10 thoughts on “Pandemic: How to Prevent an Outbreak – Netflix Season 1 Review”

  1. Love this documentary. It completely hits home the point that one person – one virus impacts all of us and that we are all interconnected regardless of religious belief or geographic location. The fact that it was created before the coronavirus validates the documentary even further… highly recommended – I enjoyed every episode.

  2. This documentary made me realize the events that are happening to the world today. I thank and applaud the series to showing. It maybe be hyped to some people but these are not actors but real people who have religious beliefs. I truly believe this documentary series is very good. God does work in mysterious ways whether you want to believe it or not.

  3. They talk about religion way too much like it has some sort of connection to medical intervention. Maybe just focus on the science and technology and not the personal stories of people’s faith. Was looking forward to the doco but was highly disappointed.

  4. While watching this tv-series, I really wanted to find a cohesive way to explain this movie to my friends. I wanted to find a way to be concise, so I went to Twitter and found that this movie is described as fear-porn. I agree.

  5. I’m a few episodes in and I don’t think I’ll finish it.

    I’m fine with a political slant, but a documentary needs to have a cohesive narrative and clear direction in order to keep my attention.

    I thought it would be an episodic show with each chapter focusing on different diseases (past and present) and what was/needs to be done to prevent them.

    This show is all over the place and doesn’t offer anything that interesting.

    It takes a lot of work to make a show about a doomsday pandemic boring.

  6. Thank you for this review. I read the summary of each episode and got the idea that it seems to be motivated by fear, rather than science and education. I felt this is an inconsiderate publication with the timing of the news of the corona virus. People may be misled by the impending doom type verbiage and carelessly apply it to the corona virus.

  7. Not the greatest production, especially with the focus on the ridiculous religious beliefs expressed by some of the participants as well as the pathetic anti-science anti-vaxxers. Yes, it’s important to show all points of view, but way too much time spent on their absurd claims.

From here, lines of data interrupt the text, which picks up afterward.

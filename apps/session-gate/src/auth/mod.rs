// SPDX-License-Identifier: AGPL-3.0-or-later
//
// Copyright (C) 2026 Relational Network

//! # Authentication Module
//!
//! Identity resolution and request gating for the session gate.
//!
//! ## Auth Flow
//!
//! 1. The gate middleware extracts candidate credentials from the request:
//!    - `auth_session` cookie (or `Authorization: Bearer <session id>`)
//!    - wallet proof headers (`x-wallet-public-key`, `x-wallet-message`,
//!      `x-wallet-signature`)
//! 2. The identity resolver verifies them:
//!    - a live session wins and is rotated past the refresh point
//!    - otherwise a fresh, unreplayed, correctly signed wallet proof
//!      creates a new session
//! 3. The route policy decides allow / redirect / reject, and any cookie
//!    change is attached to the response.
//!
//! ## Security
//!
//! - Session ids carry 256 bits of entropy and are never logged in full
//! - Expired and unknown sessions are indistinguishable to callers
//! - Invalid and replayed wallet proofs are indistinguishable to callers
//! - A session store outage fails closed to anonymous on read paths

pub mod cookie;
pub mod credentials;
pub mod error;
pub mod extractor;
pub mod gate;
pub mod principal;
pub mod proof;
pub mod replay;
pub mod resolver;
pub mod verify;

pub use cookie::{CookieDirective, CookiePolicy, SESSION_COOKIE};
pub use credentials::CandidateCredentials;
pub use error::AuthError;
pub use extractor::{Auth, OptionalAuth};
pub use gate::{decide, gate_middleware, Decision, GatePolicy, PathClass};
pub use principal::{Principal, PrincipalKind};
pub use proof::{canonical_message, NonceIssuer, ProofRejection, SignInMessage, WalletProof};
pub use replay::ReplayGuard;
pub use resolver::{IdentityResolver, Resolution};
pub use verify::verify;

  8. I watched through to the end waiting for the obvious, simple, safe “how to” prevent another pandemic flu. If the biggest risk, as the series states, comes from food industry pigs and chickens, wouldn’t the most effective strategy be for the world to go vegetarian? That would solve a lot of environmental problems at the same time. Too simple????

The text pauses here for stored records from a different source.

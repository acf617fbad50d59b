// SPDX-License-Identifier: AGPL-3.0-or-later
//
// Copyright (C) 2026 Relational Network

//! Ed25519 detached-signature verification.

use ring::signature::{UnparsedPublicKey, ED25519};

/// Ed25519 public key length in bytes.
pub const PUBLIC_KEY_LEN: usize = 32;

/// Ed25519 signature length in bytes.
pub const SIGNATURE_LEN: usize = 64;

/// Check `signature` over `message` against `public_key`.
///
/// Pure and total: wrong-length keys or signatures, invalid curve points and
/// bad signatures all return `false`.
pub fn verify(message: &[u8], signature: &[u8], public_key: &[u8]) -> bool {
    if public_key.len() != PUBLIC_KEY_LEN || signature.len() != SIGNATURE_LEN {
        return false;
    }
    UnparsedPublicKey::new(&ED25519, public_key)
        .verify(message, signature)
        .is_ok()
}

    I suppose naysayers to that would say it is taking people’s free choice away. The same people would probably insist on antivaxers not being allowed to exercise their free choice. I am not an antivaxer but get annoyed by this double standard. I also get annoyed by docos like this not giving a balanced view of the antivaxer argument. They never actually go into the science but rather dumb it down to the lowest common denominator with opinion of one mother.

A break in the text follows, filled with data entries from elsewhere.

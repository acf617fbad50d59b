// SPDX-License-Identifier: AGPL-3.0-or-later
//
// Copyright (C) 2026 Relational Network

//! The `auth_session` cookie.

use axum::http::{
    header::{COOKIE, SET_COOKIE},
    HeaderMap, HeaderValue,
};
use chrono::{DateTime, Utc};

/// Name of the session cookie.
pub const SESSION_COOKIE: &str = "auth_session";

const EPOCH_EXPIRES: &str = "Thu, 01 Jan 1970 00:00:00 GMT";

/// Cookie change the resolver wants applied to the response.
#[derive(Debug, Clone, PartialEq, Eq)]
pub enum CookieDirective {
    /// Point the browser at a (new) session id.
    Set {
        session_id: String,
        expires_at: DateTime<Utc>,
    },
    /// Remove the cookie.
    Clear,
}

/// Attributes shared by every cookie this service writes.
#[derive(Debug, Clone, Copy)]
pub struct CookiePolicy {
    pub secure: bool,
}

impl CookiePolicy {
    pub fn new(secure: bool) -> Self {
        Self { secure }
    }

    /// Render a `Set-Cookie` value for `directive`.
    pub fn render(&self, directive: &CookieDirective, now: DateTime<Utc>) -> String {
        let secure = if self.secure { "; Secure" } else { "" };
        match directive {
            CookieDirective::Set {
                session_id,
                expires_at,
            } => {
                let max_age = expires_at.signed_duration_since(now).num_seconds().max(0);
                format!(
                    "{SESSION_COOKIE}={session_id}; Path=/; HttpOnly; SameSite=Lax{secure}; Max-Age={max_age}; Expires={}",
                    expires_at.format("%a, %d %b %Y %H:%M:%S GMT")
                )
            }
            CookieDirective::Clear => format!(
                "{SESSION_COOKIE}=; Path=/; HttpOnly; SameSite=Lax{secure}; Max-Age=0; Expires={EPOCH_EXPIRES}"
            ),
        }
    }

    /// Append the directive to `headers` as a `Set-Cookie` header.
    ///
    /// Does nothing if a handler already wrote the session cookie.
    pub fn apply(&self, directive: &CookieDirective, now: DateTime<Utc>, headers: &mut HeaderMap) {
        if sets_session_cookie(headers) {
            return;
        }
        match HeaderValue::from_str(&self.render(directive, now)) {
            Ok(value) => {
                headers.append(SET_COOKIE, value);
            }
            Err(e) => tracing::error!(error = %e, "Session cookie is not a valid header value"),
        }
    }
}

/// Read a cookie by name from every `Cookie` header on the request.
pub fn read_cookie<'a>(headers: &'a HeaderMap, name: &str) -> Option<&'a str> {
    headers
        .get_all(COOKIE)
        .iter()
        .filter_map(|value| value.to_str().ok())
        .flat_map(|value| value.split(';'))
        .filter_map(|pair| pair.trim().split_once('='))
        .find(|(key, _)| *key == name)
        .map(|(_, value)| value.trim_matches('"'))
}

/// Whether the response already carries a `Set-Cookie` for the session cookie.
pub fn sets_session_cookie(headers: &HeaderMap) -> bool {
    let prefix = format!("{SESSION_COOKIE}=");
    headers
        .get_all(SET_COOKIE)
        .iter()
        .filter_map(|value| value.to_str().ok())
        .any(|value| value.starts_with(&prefix))
}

  9. What made you think that our medical technology has advanced to the point that this is not going to be an issue? Viral infections remain difficult to treat due to lack of options beyond a tight treatment window. And from personal experience working the in medical field during a few flu epidemic, drug shortages can definitely hit and hit hard. No hospital in the world is equipped for an epidemic and a lot of the highly contagious diseases are rearing their heads because of antivaxxers and their pseudo science. Many young physicians have never seen an actual case, let alone treat, diseases like measles. Not disagreeing with you that this documentary is geared more towards general population and not hard science. Its purpose is to try to draw attention to a situation while trying to ring the doomsday bell, but I’m not sure what gives you grounds to imply these scenarios are implausible. This is not a show that will teach you how fema works or how vaccines are actually developed, but it does highlight some of the challenges the boots on the ground faces on the front line during an outbreak.